BEGIN INFORMATION PROVIDED
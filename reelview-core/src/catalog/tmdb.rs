//! HTTP implementation of [`CatalogSource`] for the TMDB v3 API.

use std::fmt;
use std::time::Duration;

use async_trait::async_trait;
use reelview_model::{
    ContentDetail, ContentId, ContentItem, ContentList, DateRange, Genre,
    MediaKind, ResultPage,
};
use serde::Deserialize;
use serde::de::DeserializeOwned;
use tracing::{debug, error};

use super::query::{CatalogQuery, DetailKey};
use super::source::CatalogSource;
use crate::error::{CatalogError, Result};

pub const TMDB_V3_BASE: &str = "https://api.themoviedb.org/3";

#[derive(Clone)]
pub struct TmdbSettings {
    pub api_key: String,
    pub base_url: String,
    pub language: Option<String>,
    pub region: Option<String>,
    pub timeout: Duration,
}

impl TmdbSettings {
    pub fn new(api_key: impl Into<String>) -> Self {
        Self {
            api_key: api_key.into(),
            base_url: TMDB_V3_BASE.to_string(),
            language: None,
            region: None,
            timeout: Duration::from_secs(10),
        }
    }
}

impl fmt::Debug for TmdbSettings {
    fn fmt(&self, f: &mut fmt::Formatter<'_>) -> fmt::Result {
        f.debug_struct("TmdbSettings")
            .field("api_key", &"<redacted>")
            .field("base_url", &self.base_url)
            .field("language", &self.language)
            .field("region", &self.region)
            .field("timeout", &self.timeout)
            .finish()
    }
}

pub struct TmdbSource {
    http: reqwest::Client,
    settings: TmdbSettings,
}

impl fmt::Debug for TmdbSource {
    fn fmt(&self, f: &mut fmt::Formatter<'_>) -> fmt::Result {
        f.debug_struct("TmdbSource")
            .field("settings", &self.settings)
            .finish_non_exhaustive()
    }
}

impl TmdbSource {
    pub fn new(settings: TmdbSettings) -> Result<Self> {
        let http = reqwest::Client::builder()
            .timeout(settings.timeout)
            .build()?;
        Ok(Self::with_client(http, settings))
    }

    pub fn with_client(http: reqwest::Client, settings: TmdbSettings) -> Self {
        Self { http, settings }
    }

    fn url(&self, path: &str) -> String {
        format!("{}{}", self.settings.base_url.trim_end_matches('/'), path)
    }

    fn common_params(&self) -> Vec<(&'static str, String)> {
        let mut params = vec![("api_key", self.settings.api_key.clone())];
        if let Some(language) = &self.settings.language {
            params.push(("language", language.clone()));
        }
        if let Some(region) = &self.settings.region {
            params.push(("region", region.clone()));
        }
        params
    }

    async fn get_json<T: DeserializeOwned>(
        &self,
        path: &str,
        extra: &[(&'static str, String)],
    ) -> Result<T> {
        let url = self.url(path);
        debug!(%url, "catalog request");

        let response = self
            .http
            .get(&url)
            .query(&self.common_params())
            .query(extra)
            .send()
            .await?;

        let status = response.status();
        let body = response.text().await?;
        if !status.is_success() {
            let err = classify_failure(status.as_u16(), &body);
            error!(
                %url,
                status = status.as_u16(),
                error = %err,
                "catalog request failed"
            );
            return Err(err);
        }
        Ok(serde_json::from_str(&body)?)
    }
}

#[async_trait]
impl CatalogSource for TmdbSource {
    async fn list(&self, query: &CatalogQuery) -> Result<ResultPage> {
        let extra = match query {
            CatalogQuery::Category(_) => Vec::new(),
            CatalogQuery::Search { text, .. } => vec![("query", text.clone())],
        };
        let page: WirePage = self.get_json(&query.api_path(), &extra).await?;
        Ok(page.into())
    }

    async fn detail(&self, key: DetailKey) -> Result<ContentDetail> {
        let wire: WireDetail = self.get_json(&key.api_path(), &[]).await?;
        Ok(wire.into_detail(key.kind))
    }
}

/// Map a non-success response onto the error taxonomy.
pub fn classify_failure(status: u16, body: &str) -> CatalogError {
    #[derive(Debug, Deserialize)]
    struct TmdbErrorBody {
        #[serde(default)]
        status_message: Option<String>,
    }

    match status {
        401 => CatalogError::InvalidApiKey,
        404 => CatalogError::NotFound,
        429 => CatalogError::RateLimited,
        _ => {
            let message = serde_json::from_str::<TmdbErrorBody>(body)
                .ok()
                .and_then(|b| b.status_message)
                .unwrap_or_else(|| {
                    format!("TMDB request failed with status {status}")
                });
            CatalogError::Api { status, message }
        }
    }
}

/// Decode a list payload.
pub fn decode_page(body: &str) -> Result<ResultPage> {
    let page: WirePage = serde_json::from_str(body)?;
    Ok(page.into())
}

/// Decode a detail payload.
pub fn decode_detail(kind: MediaKind, body: &str) -> Result<ContentDetail> {
    let wire: WireDetail = serde_json::from_str(body)?;
    Ok(wire.into_detail(kind))
}

#[derive(Debug, Deserialize)]
struct WirePage {
    #[serde(default)]
    page: u32,
    #[serde(default)]
    results: Vec<WireItem>,
    #[serde(default)]
    total_pages: u32,
    #[serde(default)]
    total_results: u32,
    dates: Option<WireDates>,
}

#[derive(Debug, Deserialize)]
struct WireDates {
    maximum: String,
    minimum: String,
}

/// Movies carry `title`/`release_date`, series `name`/`first_air_date`.
#[derive(Debug, Deserialize)]
struct WireItem {
    id: i64,
    title: Option<String>,
    name: Option<String>,
    overview: Option<String>,
    backdrop_path: Option<String>,
    poster_path: Option<String>,
    release_date: Option<String>,
    first_air_date: Option<String>,
    vote_average: Option<f64>,
}

#[derive(Debug, Deserialize)]
struct WireGenre {
    id: i64,
    name: String,
}

#[derive(Debug, Deserialize)]
struct WireDetail {
    id: i64,
    title: Option<String>,
    name: Option<String>,
    overview: Option<String>,
    tagline: Option<String>,
    backdrop_path: Option<String>,
    poster_path: Option<String>,
    release_date: Option<String>,
    first_air_date: Option<String>,
    runtime: Option<u32>,
    #[serde(default)]
    episode_run_time: Vec<u32>,
    vote_average: Option<f64>,
    #[serde(default)]
    genres: Vec<WireGenre>,
}

fn non_empty(value: Option<String>) -> Option<String> {
    value.filter(|v| !v.is_empty())
}

impl From<WireItem> for ContentItem {
    fn from(w: WireItem) -> Self {
        ContentItem {
            id: ContentId(w.id),
            title: w.title.or(w.name).unwrap_or_default(),
            overview: w.overview.unwrap_or_default(),
            backdrop_path: non_empty(w.backdrop_path),
            poster_path: non_empty(w.poster_path),
            release_date: non_empty(w.release_date)
                .or_else(|| non_empty(w.first_air_date)),
            rating: w.vote_average,
        }
    }
}

impl From<WirePage> for ResultPage {
    fn from(w: WirePage) -> Self {
        ResultPage {
            page: w.page,
            results: w
                .results
                .into_iter()
                .map(ContentItem::from)
                .collect::<ContentList>(),
            total_pages: w.total_pages,
            total_results: w.total_results,
            dates: w.dates.map(|d| DateRange {
                minimum: d.minimum,
                maximum: d.maximum,
            }),
        }
    }
}

impl WireDetail {
    fn into_detail(self, kind: MediaKind) -> ContentDetail {
        let runtime = self
            .runtime
            .or_else(|| self.episode_run_time.first().copied());
        ContentDetail {
            id: ContentId(self.id),
            kind,
            title: self.title.or(self.name).unwrap_or_default(),
            overview: self.overview.unwrap_or_default(),
            tagline: non_empty(self.tagline),
            backdrop_path: non_empty(self.backdrop_path),
            poster_path: non_empty(self.poster_path),
            release_date: non_empty(self.release_date)
                .or_else(|| non_empty(self.first_air_date)),
            runtime,
            rating: self.vote_average,
            genres: self
                .genres
                .into_iter()
                .map(|g| Genre {
                    id: g.id,
                    name: g.name,
                })
                .collect(),
        }
    }
}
END INFORMATION PROVIDED
### [YOUR INSTRUCTIONS]
Lines that contain the string "extra" should be copied from the material above.

### [EXPECTED OUTPUT]
        extra: &[(&'static str, String)],
            .query(extra)
        let extra = match query {
        let page: WirePage = self.get_json(&query.api_path(), &extra).await?;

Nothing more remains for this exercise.